A core question in Unit 3 is: What is the relationship between citizens and the state? That relationship is shaped by what citizens believe they owe the state (obedience, taxes, military service) and what the state owes them (security, rights, services, representation).
Legitimacy: why people accept rule
Legitimacy is the belief that a government has the right to rule and that citizens ought to obey its decisions. Because states cannot rely on force alone, legitimacy lowers the cost of governing and increases stability.
Sources of legitimacy commonly include:
- Procedural legitimacy: trust in rules and processes (free elections, fair courts).
- Performance legitimacy: acceptance because the state delivers results (growth, stability, services).

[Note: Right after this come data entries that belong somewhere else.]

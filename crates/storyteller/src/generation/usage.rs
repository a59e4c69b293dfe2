//! Per-call usage accounting for generation adapters.
//!
//! Every call becomes one `tracing` event on the `storyteller::usage` target
//! and one JSON line in the usage log file.

use std::fs::{self, OpenOptions};
use std::io::Write;
use std::path::{Path, PathBuf};
use std::sync::{Arc, Mutex};
use std::time::Instant;

use chrono::Local;
use serde::{Deserialize, Serialize};

use super::{Generation, GenerationError, GenerationRequest, TextGenerator};

#[derive(Debug, Clone, PartialEq, Serialize, Deserialize)]
pub struct UsageEntry {
    pub timestamp: String,
    pub request_id: String,
    pub provider: String,
    pub model: String,
    pub prompt_tokens: Option<u32>,
    pub completion_tokens: Option<u32>,
    pub latency_ms: u64,
    pub ok: bool,
    #[serde(default, skip_serializing_if = "Option::is_none")]
    pub error: Option<String>,
}

pub struct UsageLog {
    path: PathBuf,
    write_lock: Mutex<()>,
}

impl UsageLog {
    pub fn new(path: impl Into<PathBuf>) -> Self {
        Self {
            path: path.into(),
            write_lock: Mutex::new(()),
        }
    }

    pub fn path(&self) -> &Path {
        &self.path
    }

    /// Emits the entry and appends it to the log file. A failed write is only
    /// logged; accounting never fails a job.
    pub fn record(&self, entry: &UsageEntry) {
        tracing::info!(
            target: "storyteller::usage",
            request_id = %entry.request_id,
            provider = %entry.provider,
            model = %entry.model,
            prompt_tokens = entry.prompt_tokens,
            completion_tokens = entry.completion_tokens,
            latency_ms = entry.latency_ms,
            ok = entry.ok,
            "generation call"
        );

        if let Err(e) = self.append(entry) {
            log::warn!(
                "Failed to write usage log {}: {}",
                crate::sanitize::redact_path(&self.path),
                e
            );
        }
    }

    fn append(&self, entry: &UsageEntry) -> std::io::Result<()> {
        let mut line = serde_json::to_string(entry).map_err(std::io::Error::other)?;
        line.push('\n');

        let _guard = self
            .write_lock
            .lock()
            .unwrap_or_else(|poisoned| poisoned.into_inner());
        if let Some(parent) = self.path.parent() {
            fs::create_dir_all(parent)?;
        }
        let mut file = OpenOptions::new()
            .create(true)
            .append(true)
            .open(&self.path)?;
        file.write_all(line.as_bytes())
    }
}

/// Wraps a generator so every call, successful or not, is recorded.
pub struct MeteredGenerator {
    inner: Arc<dyn TextGenerator>,
    usage: Arc<UsageLog>,
}

impl MeteredGenerator {
    pub fn new(inner: Arc<dyn TextGenerator>, usage: Arc<UsageLog>) -> Self {
        Self { inner, usage }
    }
}

impl TextGenerator for MeteredGenerator {
    fn provider(&self) -> &str {
        self.inner.provider()
    }

    fn generate(&self, request: &GenerationRequest) -> Result<Generation, GenerationError> {
        let started = Instant::now();
        let result = self.inner.generate(request);

        let mut entry = UsageEntry {
            timestamp: Local::now().to_rfc3339(),
            request_id: request.request_id.clone(),
            provider: self.inner.provider().to_string(),
            model: request.model.clone(),
            prompt_tokens: None,
            completion_tokens: None,
            latency_ms: started.elapsed().as_millis() as u64,
            ok: result.is_ok(),
            error: None,
        };
        match &result {
            Ok(generation) => {
                entry.model = generation.model.clone();
                entry.prompt_tokens = generation.usage.prompt_tokens;
                entry.completion_tokens = generation.usage.completion_tokens;
                entry.latency_ms = generation.latency.as_millis() as u64;
            }
            Err(e) => entry.error = Some(e.kind().to_string()),
        }
        self.usage.record(&entry);

        result
    }
}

- Ideological/religious legitimacy: alignment with moral or religious frameworks.
- Nationalist legitimacy: leaders claim to defend the nation from foreign threats.
A crucial nuance: legitimacy is not the same as liking the current leader. Citizens may dislike leaders but still accept the system’s right to rule—or like a leader while doubting the system’s legitimacy.
Authority and state capacity
Authority is the recognized right to make binding decisions. Authority becomes effective only with state capacity, the practical ability to implement decisions. Capacity includes:
- collecting taxes,
- enforcing laws,
- providing security,
- delivering services,
- controlling territory.
Low capacity (weak infrastructure, corruption, insecurity) can undermine legitimacy because citizens experience the state as ineffective or predatory.
Accountability: how citizens constrain power
Accountability is the ability to hold officials responsible for their actions. It may be:
- Electoral: removing leaders through competitive elections.
- Institutional: checks by courts, legislatures, audit agencies.
- Societal: media scrutiny, civil society watchdogs, protest.
In authoritarian systems, accountability may exist mainly within ruling elites (party discipline, internal oversight) rather than through meaningful public constraints.
Patron–client relationships and clientelism
Where institutions are weak or inequality is high, citizens may relate to the state through personal networks.
- A patron–client relationship is an exchange: patrons (politicians/bosses) provide jobs, protection, or resources; clients provide votes, loyalty, or support.
- Clientelism is political support based on material benefits rather than policy preferences.
Clientelism changes what participation means: voting can become transactional and can distort policy toward short-term targeted benefits rather than broad public programs.
Examples: citizen–state relationships across systems
- China: citizen–state relations often rely heavily on performance legitimacy; participation is channeled into controlled forms (local complaint systems, limited consultation) rather than open national competition.
- Iran: legitimacy draws on religious-ideological claims and revolutionary identity alongside electoral elements for some institutions; tensions emerge when citizens demand accountability or social freedoms.
- Russia: centralized authority and managed competition shape expectations about whether formal participation can change leadership; citizens may rely more on informal influence or protest.
- Nigeria: capacity challenges and corruption concerns weaken trust; ethnic and regional identities shape perceptions of fairness and representation.
- Mexico: democratization expanded electoral accountability, but corruption and patronage networks still affect perceptions.
- United Kingdom: strong institutional accountability (elections, parliamentary scrutiny, courts) increases expectations that officials must justify actions publicly.
What goes wrong: common misunderstandings
- Assuming legitimacy comes only from elections; many regimes also rely on performance, ideology, or nationalism.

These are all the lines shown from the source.